Evolutionary ecologist Professor Martin Kaltenpoth has been awarded funding by the European Research Council (ERC) to investigate different forms of symbiosis between beetles and bacteria. Their cooperation significantly contributes to the development of the beetle cuticle that protects the insects against dehydration and predators. Symbioses of this kind have evolved independently many times and have probably been a key factor in enabling beetles to spread into new ecological niches. Kaltenpoth will be receiving an ERC Consolidator Grant worth EUR 2 million over the next five years to finance his research. The ERC Consolidator Grant is one of the most richly endowed EU funding awards.
Beetles possess a particularly hard exoskeleton composed of chitin and cross-linked proteins. One amino-acid in particular, tyrosine, is responsible for the formation of the bonds between the cuticular components. This amino acid is also indirectly responsible for the brown coloring of the exoskeleton; in other words, without tyrosine the insects would not be able to form such a thick, hard, and dark-colored armored defense. The discovery that there are groups of beetles in which tyrosine production has been taken over by symbionts was only made in the last few years. The symbionts in this case are specialized bacteria that synthesize the essential amino acid tyrosine required by their hosts to construct their cuticles. "Symbioses between insects and microorganisms are common in nature," explained Professor Martin Kaltenpoth. "They often play an important ecological role and are crucial to the evolution of their host insects."
Bacterial provision of tyrosine is crucial for beetle evolution
It is still unclear why beetles have become dependent on symbiosis for the supply of such an important substance as tyrosine. One reason why beetles started cooperating with microorganisms might have been because some of these insects became specialized on plants as a food source. The fact that many crop pest beetle species, e.g., the sawtoothed grain beetle and the lesser grain borer, are hosts for tyrosine-supplementing microorganisms supports this theory. These beetles consume plant food but originally evolved from insects that were mycophagous or carnivorous and obtained the essential amino acid tyrosine from animal or fungal protein. Another potential reason for developing a harder cuticle with the help of symbionts might have been a change in habitat.

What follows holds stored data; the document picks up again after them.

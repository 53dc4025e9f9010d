//! State transitions - every value is computed and checked before the first write

use crate::error::{LedgerError, Result};
use crate::events::LedgerEvent;
use crate::ledger::Ledger;
use crate::math::*;
use crate::types::{Address, PoolId, Role};
use primitive_types::U256;

impl Ledger {
    // ------------------------------------------------------------------
    // Fungible balances
    // ------------------------------------------------------------------

    /// Reflect an external deposit (+) or withdrawal (-) of collateral
    pub fn add_collateral(
        &mut self,
        caller: Address,
        pool: PoolId,
        account: Address,
        amount: Signed,
    ) -> Result<()> {
        self.state.require_role(Role::Adapter, &caller)?;
        self.initialized_pool(&pool)?;
        let balance = add_signed(self.state.collateral_balance(&pool, &account), amount)?;

        self.state.put_collateral(pool, account, balance);
        log::debug!("add_collateral pool={} account={} amount={}", pool, account, amount);
        Ok(())
    }

    pub fn move_collateral(
        &mut self,
        caller: Address,
        pool: PoolId,
        src: Address,
        dst: Address,
        amount: U256,
    ) -> Result<()> {
        self.state.require_consent(&src, &caller)?;
        self.initialized_pool(&pool)?;
        let src_balance = sub(self.state.collateral_balance(&pool, &src), amount)?;
        let dst_before = if src == dst { src_balance } else { self.state.collateral_balance(&pool, &dst) };
        let dst_balance = add(dst_before, amount)?;

        self.state.put_collateral(pool, src, src_balance);
        self.state.put_collateral(pool, dst, dst_balance);
        log::debug!("move_collateral pool={} {} -> {} amount={}", pool, src, dst, amount);
        Ok(())
    }

    pub fn move_stablecoin(
        &mut self,
        caller: Address,
        src: Address,
        dst: Address,
        value: U256,
    ) -> Result<()> {
        self.state.require_consent(&src, &caller)?;
        let src_balance = sub(self.state.stablecoin_balance(&src), value)?;
        let dst_before = if src == dst { src_balance } else { self.state.stablecoin_balance(&dst) };
        let dst_balance = add(dst_before, value)?;

        self.state.put_stablecoin(src, src_balance);
        self.state.put_stablecoin(dst, dst_balance);
        log::debug!("move_stablecoin {} -> {} value={}", src, dst, value);
        Ok(())
    }

    // ------------------------------------------------------------------
    // Positions
    // ------------------------------------------------------------------

    /// Lock/free collateral and draw/wipe debt on `owner`'s position
    ///
    /// A positive collateral delta locks collateral taken from
    /// `collateral_payer`'s free balance; a negative one returns it there.
    /// A positive debt-share delta mints stablecoin to `stablecoin_payer`;
    /// a negative one burns it from there. Either way the caller needs
    /// `stablecoin_payer`'s consent.
    #[allow(clippy::too_many_arguments)]
    pub fn adjust_position(
        &mut self,
        caller: Address,
        pool: PoolId,
        owner: Address,
        collateral_payer: Address,
        stablecoin_payer: Address,
        collateral_delta: Signed,
        debt_share_delta: Signed,
    ) -> Result<()> {
        self.state.require_role(Role::PositionManager, &caller)?;
        self.require_live()?;
        let mut config = self.initialized_pool(&pool)?;

        let mut position = self.state.position(&pool, &owner);
        position.locked_collateral = add_signed(position.locked_collateral, collateral_delta)?;
        position.debt_share = add_signed(position.debt_share, debt_share_delta)?;
        config.total_debt_share = add_signed(config.total_debt_share, debt_share_delta)?;

        let debt_value_delta = mul_signed(config.debt_accumulated_rate, debt_share_delta)?;
        let debt_value = config.debt_value(&position)?;
        let total_issued = add_signed(self.state.total_stablecoin_issued, debt_value_delta)?;

        if debt_share_delta.is_positive()
            && (config.total_debt_value()? > config.debt_ceiling
                || total_issued > self.state.total_debt_ceiling)
        {
            return Err(LedgerError::CeilingExceeded);
        }

        let risk_increasing = debt_share_delta.is_positive() || collateral_delta.is_negative();
        if risk_increasing && debt_value > config.collateral_value(&position)? {
            return Err(LedgerError::NotSafe);
        }

        if risk_increasing {
            self.state.require_consent(&owner, &caller)?;
        }
        if collateral_delta.is_positive() {
            self.state.require_consent(&collateral_payer, &caller)?;
        }
        if !debt_share_delta.is_zero() {
            self.state.require_consent(&stablecoin_payer, &caller)?;
        }

        if !position.debt_share.is_zero() && debt_value < config.debt_floor {
            return Err(LedgerError::DebtFloorViolation);
        }

        let payer_collateral =
            sub_signed(self.state.collateral_balance(&pool, &collateral_payer), collateral_delta)?;
        let payer_stablecoin =
            add_signed(self.state.stablecoin_balance(&stablecoin_payer), debt_value_delta)?;

        self.state.put_collateral(pool, collateral_payer, payer_collateral);
        self.state.put_stablecoin(stablecoin_payer, payer_stablecoin);
        self.state.put_position(pool, owner, position);
        self.state.pools.insert(pool, config);
        self.state.total_stablecoin_issued = total_issued;

        log::debug!(
            "adjust_position pool={} owner={} collateral_delta={} debt_share_delta={}",
            pool,
            owner,
            collateral_delta,
            debt_share_delta
        );
        self.emit(LedgerEvent::AdjustPosition {
            caller,
            pool,
            owner,
            locked_collateral: position.locked_collateral,
            debt_share: position.debt_share,
            collateral_delta,
            debt_share_delta,
        });
        Ok(())
    }

    /// Move collateral and debt share from `src`'s position to `dst`'s
    ///
    /// Both resulting positions must be safe and respect the debt floor.
    pub fn move_position(
        &mut self,
        caller: Address,
        pool: PoolId,
        src: Address,
        dst: Address,
        collateral: Signed,
        debt_share: Signed,
    ) -> Result<()> {
        self.state.require_role(Role::PositionManager, &caller)?;
        self.state.require_consent(&src, &caller)?;
        self.state.require_consent(&dst, &caller)?;
        let config = self.initialized_pool(&pool)?;

        let mut from = self.state.position(&pool, &src);
        from.locked_collateral = sub_signed(from.locked_collateral, collateral)?;
        from.debt_share = sub_signed(from.debt_share, debt_share)?;

        let mut to = if src == dst { from } else { self.state.position(&pool, &dst) };
        to.locked_collateral = add_signed(to.locked_collateral, collateral)?;
        to.debt_share = add_signed(to.debt_share, debt_share)?;
        if src == dst {
            from = to;
        }

        let from_debt = config.debt_value(&from)?;
        let to_debt = config.debt_value(&to)?;

        if from_debt > config.collateral_value(&from)? {
            return Err(LedgerError::UnsafeSource);
        }
        if to_debt > config.collateral_value(&to)? {
            return Err(LedgerError::UnsafeDestination);
        }
        if !from.debt_share.is_zero() && from_debt < config.debt_floor {
            return Err(LedgerError::DebtFloorSource);
        }
        if !to.debt_share.is_zero() && to_debt < config.debt_floor {
            return Err(LedgerError::DebtFloorDestination);
        }

        self.state.put_position(pool, src, from);
        self.state.put_position(pool, dst, to);
        log::debug!(
            "move_position pool={} {} -> {} collateral={} debt_share={}",
            pool,
            src,
            dst,
            collateral,
            debt_share
        );
        Ok(())
    }

    /// Forcibly unwind a position for the liquidation engine
    ///
    /// Deltas are applied to the position as given. The collateral recipient's
    /// free balance is reduced by `collateral_delta` and the debt recipient's
    /// bad debt (and the unbacked total) by the debt value delta, so the
    /// liquidation path passes non-positive deltas to seize collateral and
    /// recognise bad debt. No safety, ceiling or floor checks apply.
    #[allow(clippy::too_many_arguments)]
    pub fn confiscate_position(
        &mut self,
        caller: Address,
        pool: PoolId,
        owner: Address,
        collateral_recipient: Address,
        debt_recipient: Address,
        collateral_delta: Signed,
        debt_share_delta: Signed,
    ) -> Result<()> {
        self.state.require_role(Role::LiquidationEngine, &caller)?;
        let mut config = self.initialized_pool(&pool)?;

        let mut position = self.state.position(&pool, &owner);
        position.locked_collateral = add_signed(position.locked_collateral, collateral_delta)?;
        position.debt_share = add_signed(position.debt_share, debt_share_delta)?;
        config.total_debt_share = add_signed(config.total_debt_share, debt_share_delta)?;

        let debt_value_delta = mul_signed(config.debt_accumulated_rate, debt_share_delta)?;
        let recipient_collateral = sub_signed(
            self.state.collateral_balance(&pool, &collateral_recipient),
            collateral_delta,
        )?;
        let recipient_bad_debt = sub_signed(self.state.bad_debt(&debt_recipient), debt_value_delta)?;
        let total_unbacked = sub_signed(self.state.total_unbacked_stablecoin, debt_value_delta)?;

        self.state.put_position(pool, owner, position);
        self.state.pools.insert(pool, config);
        self.state.put_collateral(pool, collateral_recipient, recipient_collateral);
        self.state.put_bad_debt(debt_recipient, recipient_bad_debt);
        self.state.total_unbacked_stablecoin = total_unbacked;

        log::debug!(
            "confiscate_position pool={} owner={} collateral_delta={} debt_value_delta={}",
            pool,
            owner,
            collateral_delta,
            debt_value_delta
        );
        self.emit(LedgerEvent::ConfiscatePosition {
            pool,
            owner,
            collateral_recipient,
            debt_recipient,
            collateral_delta,
            debt_value_delta,
        });
        Ok(())
    }

    // ------------------------------------------------------------------
    // Bad debt
    // ------------------------------------------------------------------

    /// Burn the caller's stablecoin against the caller's bad debt
    pub fn settle_system_bad_debt(&mut self, caller: Address, value: U256) -> Result<()> {
        let bad_debt = sub(self.state.bad_debt(&caller), value)?;
        let balance = sub(self.state.stablecoin_balance(&caller), value)?;
        let total_unbacked = sub(self.state.total_unbacked_stablecoin, value)?;
        let total_issued = sub(self.state.total_stablecoin_issued, value)?;

        self.state.put_bad_debt(caller, bad_debt);
        self.state.put_stablecoin(caller, balance);
        self.state.total_unbacked_stablecoin = total_unbacked;
        self.state.total_stablecoin_issued = total_issued;
        log::debug!("settle_system_bad_debt account={} value={}", caller, value);
        Ok(())
    }

    /// Mint stablecoin to `to` charged as bad debt of `from`
    pub fn mint_unbacked_stablecoin(
        &mut self,
        caller: Address,
        from: Address,
        to: Address,
        value: U256,
    ) -> Result<()> {
        self.state.require_role(Role::Mintable, &caller)?;
        let bad_debt = add(self.state.bad_debt(&from), value)?;
        let balance = add(self.state.stablecoin_balance(&to), value)?;
        let total_unbacked = add(self.state.total_unbacked_stablecoin, value)?;
        let total_issued = add(self.state.total_stablecoin_issued, value)?;

        self.state.put_bad_debt(from, bad_debt);
        self.state.put_stablecoin(to, balance);
        self.state.total_unbacked_stablecoin = total_unbacked;
        self.state.total_stablecoin_issued = total_issued;
        log::debug!("mint_unbacked_stablecoin from={} to={} value={}", from, to, value);
        Ok(())
    }

    // ------------------------------------------------------------------
    // Stability fee
    // ------------------------------------------------------------------

    /// Raise the pool rate and credit the accrued interest to `recipient`
    pub fn accrue_stability_fee(
        &mut self,
        caller: Address,
        pool: PoolId,
        recipient: Address,
        rate_delta: Signed,
    ) -> Result<()> {
        self.state.require_role(Role::StabilityFeeCollector, &caller)?;
        self.require_live()?;
        let mut config = self.initialized_pool(&pool)?;

        config.debt_accumulated_rate = add_signed(config.debt_accumulated_rate, rate_delta)?;
        let value = mul_signed(config.total_debt_share, rate_delta)?;
        let balance = add_signed(self.state.stablecoin_balance(&recipient), value)?;
        let total_issued = add_signed(self.state.total_stablecoin_issued, value)?;

        self.state.pools.insert(pool, config);
        self.state.put_stablecoin(recipient, balance);
        self.state.total_stablecoin_issued = total_issued;

        log::debug!("accrue_stability_fee pool={} rate_delta={} value={}", pool, rate_delta, value);
        self.emit(LedgerEvent::AccrueStabilityFee { pool, recipient, rate_delta, value });
        Ok(())
    }
}
//! Ledger error taxonomy

use crate::types::{Address, PoolId, Role};
use core::fmt;

/// What a rejected caller was missing
#[derive(Clone, Copy, Debug, PartialEq, Eq)]
pub enum Permission {
    /// A single role
    Role(Role),
    /// Either of two roles (owner/governance style gates)
    AnyOf(Role, Role),
    /// Consent of the named principal
    Consent(Address),
}

impl fmt::Display for Permission {
    fn fmt(&self, f: &mut fmt::Formatter<'_>) -> fmt::Result {
        match self {
            Permission::Role(role) => write!(f, "role {}", role),
            Permission::AnyOf(a, b) => write!(f, "role {} or {}", a, b),
            Permission::Consent(principal) => write!(f, "consent of {}", principal),
        }
    }
}

#[derive(Clone, Debug, PartialEq, Eq, thiserror::Error)]
pub enum LedgerError {
    #[error("unauthorized: caller lacks {0}")]
    Unauthorized(Permission),

    #[error("ledger is not live")]
    NotLive,
    #[error("ledger is already caged")]
    AlreadyCaged,
    #[error("ledger is not caged")]
    NotCaged,

    #[error("collateral pool {0} is not initialized")]
    PoolNotInitialized(PoolId),
    #[error("collateral pool {0} is already initialized")]
    PoolAlreadyInitialized(PoolId),

    #[error("arithmetic overflow")]
    ArithmeticOverflow,
    #[error("arithmetic underflow")]
    ArithmeticUnderflow,

    #[error("debt ceiling exceeded")]
    CeilingExceeded,

    #[error("position is not safe")]
    NotSafe,
    #[error("source position is not safe")]
    UnsafeSource,
    #[error("destination position is not safe")]
    UnsafeDestination,

    #[error("position debt is below the pool debt floor")]
    DebtFloorViolation,
    #[error("source position debt is below the pool debt floor")]
    DebtFloorSource,
    #[error("destination position debt is below the pool debt floor")]
    DebtFloorDestination,

    #[error("confiscation did not reduce position debt")]
    DebtNotReduced,
}

pub type Result<T> = core::result::Result<T, LedgerError>;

There are several possible causes that might underlie the evolution of this symbiosis. After all, it emerged independently in at least seven beetle families and a very long time ago. Kaltenpoth estimates that symbioses between tyrosine-producing bacteria and their hosts had already evolved several hundred million years ago. Kaltenpoth and his team, in particular Dr. Tobias Engl, will be investigating when, how, and why this cooperation between host beetles and microorganisms originated. The biologists will reconstruct the distribution of the symbioses in the corresponding beetle families and determine whether there are additional beetle groups that are also reliant on symbionts. In addition, they will also be looking at how symbiosis is regulated at the molecular level and how the beetles and symbionts interact. Using fossils as a basis for calibration, the scientists also hope to calibrate the phylogenetic tree of the host animals. "Our research is important from an ecological and an evolutionary perspective. We want to understand how the symbiosis works on the broader scale - from the molecular mechanisms to their significance for beetles in the natural world," said Kaltenpoth.
The project "Symbiont-assisted cuticle biosynthesis as a key innovation contributing to the evolutionary success of beetles" (SYMBeetle) is anticipated to change our understanding of microorganisms as important moderators in the evolution of herbivorous beetles and in the spread of these insects in arid regions. These are two factors that are of crucial relevance to enabling the lifestyles of pest beetles that consume agricultural crops and stored goods.
ERC Consolidator Grants for three JGU projects
Martin Kaltenpoth, born 1977 in Hagen, Germany, studied and received his doctorate in Biology at Julius-Maximilians-Universität Würzburg. He was a postdoctoral researcher at Universität Regensburg and the University of Utah in Salt Lake City, USA, before joining the Max Planck Institute for Chemical Ecology in Jena in 2009 as a research group leader. In 2015, Kaltenpoth became Professor of Evolutionary Ecology at Johannes Gutenberg University Mainz.
The ERC Consolidator Grant is one of the most richly endowed EU funding awards for individual academics. The European Research Council uses these grants to support outstanding researchers involved in developing their own projects seven to twelve years after they have completed their doctorates. To be eligible for a grant, applicants must not only demonstrate excellence in research but also provide evidence of the pioneering nature of their project and its feasibility.
In the latest round of grants, the European Research Council has also approved two other JGU applications. One involves a project designed to develop a new approach in optical spectroscopy supervised by Dr. Mustapha Laatiaoui; the other, headed up by Professor Pol Besenius, is aimed at developing fully synthetic vaccines. With a total of three ERC Consolidator Grants each, Mainz University and Ludwig-Maximilians-Universität München are the most successful universities among the German U15 association of universities.